NaNoWriMo and the Persephone Novella

I'm doing NaNoWriMo, for real this year.

I joined the website and I'm keeping a word count and everything. I started a brand new novel on November 1 and I'm still racing to finish by November 30 in just 3? 4? days?


But for real. It's going pretty well. There have been days that I haven't written anything (bust) but there have been many more that I wrote even just 500 words. Just something on the page so that I'm working every day.

I have learned a lot. For instance, I am excellent at writing sprints. What's that? I hear you ask.
That's when you set a time limit and type/write as many words in that time as you possibly can. No filter, no judging, just get them out of you. Sprint them out until your fingers bleed!

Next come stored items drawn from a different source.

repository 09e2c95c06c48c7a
use crate::{
    types::{Requirement, RequirementSet},
    warn,
};

use std::collections::BTreeMap;

/// Outcome of checking one resolved requirement against the baseline
#[derive(Clone, Debug)]
pub struct ValidationRecord {
    pub requirement: Requirement,
    /// The baseline entry with the same name, if one exists
    pub baseline: Option<Requirement>,
    /// True iff the baseline entry exists and the constraint sets are equal
    pub compliant: bool,
    pub direct: bool,
}

/// Validate every resolved requirement against the baseline. The result is
/// keyed by requirement name; when a name appears more than once the last
/// observation wins, and the displaced ones are counted so the collapse is
/// at least visible.
pub fn validate_all(
    resolved: &RequirementSet,
    baseline: &RequirementSet,
) -> BTreeMap<String, ValidationRecord> {
    let mut result = BTreeMap::new();
    let mut displaced = 0usize;
    for req in &resolved.entries {
        let (compliant, entry) = baseline.validate(req);
        let record = ValidationRecord {
            requirement: req.clone(),
            baseline: entry.cloned(),
            compliant,
            direct: resolved.is_direct(req),
        };
        if result.insert(req.name.clone(), record).is_some() {
            displaced += 1;
        }
    }
    if displaced > 0 {
        warn!(
            "{} requirement observation(s) had duplicate names; only the last one per name is kept.",
            displaced
        );
    }
    result
}
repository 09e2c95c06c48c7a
/// Styled terminal output, shared by all modules.
///
/// Status lines go to stderr; stdout is reserved for the report itself so
/// machine-readable output stays free of progress chatter.
pub fn gen_prefix(prefix: &str) -> String {
    // Alignment is based on the visible width, not the escaped string length
    let pad = 10usize.saturating_sub(console::measure_text_width(prefix));
    format!("{}{} ", " ".repeat(pad), prefix)
}

#[macro_export]
macro_rules! msg {
    ($($arg:tt)+) => {{
        eprint!("{}", $crate::cli::gen_prefix(""));
        eprintln!($($arg)+);
    }};
}

#[macro_export]
macro_rules! info {
    ($($arg:tt)+) => {{
        eprint!("{}", $crate::cli::gen_prefix(&console::style("INFO").blue().bold().to_string()));
        eprintln!($($arg)+);
    }};
}

#[macro_export]
macro_rules! warn {
    ($($arg:tt)+) => {{
        eprint!("{}", $crate::cli::gen_prefix(&console::style("WARN").yellow().bold().to_string()));
        eprintln!($($arg)+);
    }};
}

#[macro_export]
macro_rules! error {
    ($($arg:tt)+) => {{
        eprint!("{}", $crate::cli::gen_prefix(&console::style("ERROR").red().bold().to_string()));
        eprintln!($($arg)+);
    }};
}

#[macro_export]
macro_rules! due_to {
    ($($arg:tt)+) => {{
        eprint!("{}", $crate::cli::gen_prefix(&console::style("DUE TO").yellow().bold().to_string()));
        eprintln!($($arg)+);
    }};
}

#[macro_export]
macro_rules! success {
    ($($arg:tt)+) => {{
        eprint!("{}", $crate::cli::gen_prefix(&console::style("DONE").green().bold().to_string()));
        eprintln!($($arg)+);
    }};
}
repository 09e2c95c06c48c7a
pub mod downloader;
mod alias;
mod baseline;
mod cli;
mod config;
mod report;
mod repo;
mod resolver;
mod types;
mod utils;
mod validate;

use anyhow::{Context, Result};
use clap::Parser;
use config::{Config, Opts};
use std::time::Duration;

/// Exit codes:
/// 1 => program screwed up
#[tokio::main(flavor = "current_thread")]
async fn main() {
    if let Err(err) = try_main().await {
        error!("{}", err.to_string());
        err.chain().skip(1).for_each(|cause| {
            due_to!("{}", cause);
        });
        std::process::exit(1);
    }
}

async fn try_main() -> Result<()> {
    let opts = Opts::parse();
    let data = std::fs::read_to_string(&opts.config).context(format!(
        "Failed to open config file {}",
        opts.config.display()
    ))?;
    let config: Config = toml::from_str(&data).context("Failed to parse config file")?;
    config.check_sanity()?;

    let fetcher = utils::downloader::Downloader::new()?;

    // Step 1: Load the authoritative baseline
    let branch = opts.branch.as_deref().unwrap_or(&config.baseline.branch);
    let url = config.baseline.url_for(branch);
    info!("Loading baseline requirements ({})...", branch);
    let baseline = baseline::load(&fetcher, &url).await?;
    info!("Done. {} records loaded.", baseline.len());

    // Step 2: Resolve the component's dependency set
    let resolved = resolver::resolve_from_dir(&opts.source_dir)?;
    let component = resolved.component.clone().unwrap_or_default();
    info!("Done. {} records found.", resolved.len());

    // Step 3: Validate against the baseline
    let records = validate::validate_all(&resolved, &baseline);
    if opts.parsable {
        print!("{}", report::render_parsable(&records));
    } else {
        print!("{}", report::render_validation(&component, &records));
    }

    if opts.skip_repos {
        return Ok(());
    }

    // Step 4: Cross-reference distribution packages
    info!("Refreshing repository indexes...");
    let ttl = Duration::from_secs(config.cache_ttl);
    let candidates = config
        .repo
        .iter()
        .map(|repo| repo::build_index(repo, &config.cache_dir, ttl))
        .collect();
    let repo_set = repo::RepoSet::init(config.alias_table(), candidates, &fetcher).await;
    if repo_set.is_empty() {
        warn!("No repository index is available, skipping package search.");
        return Ok(());
    }

    print!("{}", report::render_matches(&records, &repo_set, opts.parsable));
    success!("Validation report for '{}' complete.", component);
    Ok(())
}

Ok, maybe not bleed. But I found out that I can write 950 words in 15 minutes.  I can crank it out! This means so much for my work methods and structure. If I can set that kind of time and work through sprints like that, it means that I can spend 15 minutes a day and write something, anything. I can produce material and, if I can produce material, I can make more art than I thought I could.


It means we call can! Sí, se puede!

So I've been writing about Persephone. I've loved her for a long time, but I have had a huge problem, especially in the last 5 or 6 years with the general kidnappy narrative about how Hades violently ripped her from the world--a naive virgin and tricked her into marriage.

Like this.

I look her up and realize that she is a Chthonic deity. She is goddess of the underworld in her own right and I wonder how a flower goddess ends up as a goddess of mysteries and the dead as well.  I begin to come up with some interesting ideas.

  1. Persephone is not an unwilling and naive victim
  2. Persephone understands something about death because of compost making pretty flowers
  3. Persephone is an agent in her own life
  4. Persephone is a threshold goddess--she moves between life and death, this is inherent to her as a goddess
  5. Persephone was wooed by Apollo and Hermes too.
  6. Persephone has a much bigger existence than her wedding to Hades
  7. Persephone is a badass
  8. Persephone is a POWERFUL goddess
These things start coming to me and I start grappling with what that means to a goddess describing her life. Somehow this is a novella about innocence and not innocence. About life and death, about me and about the world I see, about myths and the way they shape our reality. This novella is rapidly becoming a favorite even as I struggle to get stuff out. Some of it I really hate, but the more I get out via the sprinting process, the more that I want to get it right and the more I want to right. Fits and starts, but steady work happening. 

Selection? Why I thought you'd never ask.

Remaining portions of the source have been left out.